• Exercise inputs:
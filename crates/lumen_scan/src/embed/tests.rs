#![allow(clippy::unwrap_used, reason = "Tests can panic")]

use super::*;
use crate::{ExitState, GrammarBuilder};
use lumen_scan_core::markup::strip;
use lumen_scan_core::Pattern;
use pretty_assertions::assert_eq;

/// Child that highlights double-quoted strings and stops at `<?`.
struct Quotes {
    scanner: Scanner,
    exit: ExitState,
    opts: EmbedOptions,
    step: Pattern,
}

impl Quotes {
    fn new() -> Self {
        let mut g = GrammarBuilder::bare("quotes");
        g.add_recovery(Kind::STRING, r#"[^"]*"?"#).unwrap();
        Quotes {
            scanner: Scanner::new(g.build()),
            exit: ExitState::new(),
            opts: EmbedOptions::new(EmbedFlags::SERVER),
            step: Pattern::new(r#""[^"]*"?|[^"<]+|<"#).unwrap(),
        }
    }
}

impl Scan for Quotes {
    fn scanner(&self) -> &Scanner {
        &self.scanner
    }

    fn scanner_mut(&mut self) -> &mut Scanner {
        &mut self.scanner
    }

    fn main(&mut self) -> Result<(), ScanError> {
        let s = &mut self.scanner;
        if let Some((kind, m)) = self.exit.resume(s)? {
            s.record_match(Some(kind), &m);
        }
        while !s.eos() {
            if s.rest().starts_with("<?") {
                break;
            }
            let Some(m) = s.scan(&self.step) else { break };
            if s.match_str(&m).starts_with('"') {
                if self.exit.server_break(s, &self.opts, Kind::STRING, &m)? {
                    return Ok(());
                }
                s.record_match(Some(Kind::STRING), &m);
            } else {
                s.record_match(None, &m);
            }
        }
        Ok(())
    }

    fn interrupted(&self) -> bool {
        self.exit.interrupted()
    }
}

fn host(src: &str) -> (Scanner, Children) {
    let buf = SourceBuffer::new(src);
    let mut host = Scanner::new(GrammarBuilder::bare("host").build());
    host.set_source(buf.clone());
    let mut children = Children::new();
    children.add("quotes", Box::new(Quotes::new()));
    children.set_source(&buf);
    (host, children)
}

#[test]
fn unknown_child_is_an_error() {
    let (mut h, mut c) = host("x");
    assert_eq!(
        delegate(&mut h, &mut c, "nope", None).unwrap_err(),
        ScanError::UnknownChild { name: "nope" }
    );
}

#[test]
fn delegation_splices_escaped_output() {
    let (mut h, mut c) = host(r#"<"a<b">"#);
    h.get(1);
    h.record(None, "<");
    // Child stops at EOS; host ends up there too.
    let interrupted = delegate(&mut h, &mut c, "quotes", None).unwrap();
    assert!(!interrupted);
    assert!(h.eos());
    let out = h.tagged();
    assert_eq!(out, r#"&lt;<STRING>"a&lt;b"</STRING>&gt;"#);
    assert_eq!(strip(&out), r#"<"a<b">"#);
}

#[test]
fn interrupted_child_resumes_with_state() {
    let src = r#"a"b<?x?>c"d"#;
    let (mut h, mut c) = host(src);
    h.get(1);
    h.record(None, "a");

    assert!(delegate(&mut h, &mut c, "quotes", None).unwrap());
    assert_eq!(h.pos(), 3);
    assert_eq!(c.pending(), Some(("quotes", 3)));
    assert_eq!(c.resume_due(h.pos()), None);

    // Host consumes the server block.
    let block = h.get(5);
    h.record(Some(Kind::KEYWORD), block);
    assert_eq!(c.resume_due(h.pos()), Some("quotes"));

    assert!(!delegate(&mut h, &mut c, "quotes", None).unwrap());
    assert_eq!(c.pending(), None);
    assert!(h.eos());
    let out = h.tagged();
    assert_eq!(
        out,
        r#"a<STRING>"b</STRING><KEYWORD>&lt;?x?&gt;</KEYWORD><STRING>c"</STRING>d"#
    );
}

#[test]
fn wrapped_delegation() {
    let (mut h, mut c) = host(r#""x""#);
    delegate(&mut h, &mut c, "quotes", Some(Kind::new("EMBED"))).unwrap();
    assert_eq!(h.tagged(), r#"<EMBED><STRING>"x"</STRING></EMBED>"#);
}

#[test]
fn embed_flags() {
    let opts = EmbedOptions::new(EmbedFlags::HTML | EmbedFlags::SERVER);
    assert!(opts.in_html());
    assert!(opts.in_server());
    assert_eq!(opts.server_tag, "<?");
    assert!(!EmbedOptions::default().in_html());
}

• Activity:
Copy the listing above out again in its entirety, exactly as written.

• Answer section:
filename crates/lumen_scan/src/embed/tests.rs
#![allow(clippy::unwrap_used, reason = "Tests can panic")]

use super::*;
use crate::{ExitState, GrammarBuilder};
use lumen_scan_core::markup::strip;
use lumen_scan_core::Pattern;
use pretty_assertions::assert_eq;

/// Child that highlights double-quoted strings and stops at `<?`.
struct Quotes {
    scanner: Scanner,
    exit: ExitState,
    opts: EmbedOptions,
    step: Pattern,
}

impl Quotes {
    fn new() -> Self {
        let mut g = GrammarBuilder::bare("quotes");
        g.add_recovery(Kind::STRING, r#"[^"]*"?"#).unwrap();
        Quotes {
            scanner: Scanner::new(g.build()),
            exit: ExitState::new(),
            opts: EmbedOptions::new(EmbedFlags::SERVER),
            step: Pattern::new(r#""[^"]*"?|[^"<]+|<"#).unwrap(),
        }
    }
}

impl Scan for Quotes {
    fn scanner(&self) -> &Scanner {
        &self.scanner
    }

    fn scanner_mut(&mut self) -> &mut Scanner {
        &mut self.scanner
    }

    fn main(&mut self) -> Result<(), ScanError> {
        let s = &mut self.scanner;
        if let Some((kind, m)) = self.exit.resume(s)? {
            s.record_match(Some(kind), &m);
        }
        while !s.eos() {
            if s.rest().starts_with("<?") {
                break;
            }
            let Some(m) = s.scan(&self.step) else { break };
            if s.match_str(&m).starts_with('"') {
                if self.exit.server_break(s, &self.opts, Kind::STRING, &m)? {
                    return Ok(());
                }
                s.record_match(Some(Kind::STRING), &m);
            } else {
                s.record_match(None, &m);
            }
        }
        Ok(())
    }

    fn interrupted(&self) -> bool {
        self.exit.interrupted()
    }
}

fn host(src: &str) -> (Scanner, Children) {
    let buf = SourceBuffer::new(src);
    let mut host = Scanner::new(GrammarBuilder::bare("host").build());
    host.set_source(buf.clone());
    let mut children = Children::new();
    children.add("quotes", Box::new(Quotes::new()));
    children.set_source(&buf);
    (host, children)
}

#[test]
fn unknown_child_is_an_error() {
    let (mut h, mut c) = host("x");
    assert_eq!(
        delegate(&mut h, &mut c, "nope", None).unwrap_err(),
        ScanError::UnknownChild { name: "nope" }
    );
}

#[test]
fn delegation_splices_escaped_output() {
    let (mut h, mut c) = host(r#"<"a<b">"#);
    h.get(1);
    h.record(None, "<");
    // Child stops at EOS; host ends up there too.
    let interrupted = delegate(&mut h, &mut c, "quotes", None).unwrap();
    assert!(!interrupted);
    assert!(h.eos());
    let out = h.tagged();
    assert_eq!(out, r#"&lt;<STRING>"a&lt;b"</STRING>&gt;"#);
    assert_eq!(strip(&out), r#"<"a<b">"#);
}

#[test]
fn interrupted_child_resumes_with_state() {
    let src = r#"a"b<?x?>c"d"#;
    let (mut h, mut c) = host(src);
    h.get(1);
    h.record(None, "a");

    assert!(delegate(&mut h, &mut c, "quotes", None).unwrap());
    assert_eq!(h.pos(), 3);
    assert_eq!(c.pending(), Some(("quotes", 3)));
    assert_eq!(c.resume_due(h.pos()), None);

    // Host consumes the server block.
    let block = h.get(5);
    h.record(Some(Kind::KEYWORD), block);
    assert_eq!(c.resume_due(h.pos()), Some("quotes"));

    assert!(!delegate(&mut h, &mut c, "quotes", None).unwrap());
    assert_eq!(c.pending(), None);
    assert!(h.eos());
    let out = h.tagged();
    assert_eq!(
        out,
        r#"a<STRING>"b</STRING><KEYWORD>&lt;?x?&gt;</KEYWORD><STRING>c"</STRING>d"#
    );
}

#[test]
fn wrapped_delegation() {
    let (mut h, mut c) = host(r#""x""#);
    delegate(&mut h, &mut c, "quotes", Some(Kind::new("EMBED"))).unwrap();
    assert_eq!(h.tagged(), r#"<EMBED><STRING>"x"</STRING></EMBED>"#);
}

#[test]
fn embed_flags() {
    let opts = EmbedOptions::new(EmbedFlags::HTML | EmbedFlags::SERVER);
    assert!(opts.in_html());
    assert!(opts.in_server());
    assert_eq!(opts.server_tag, "<?");
    assert!(!EmbedOptions::default().in_html());
}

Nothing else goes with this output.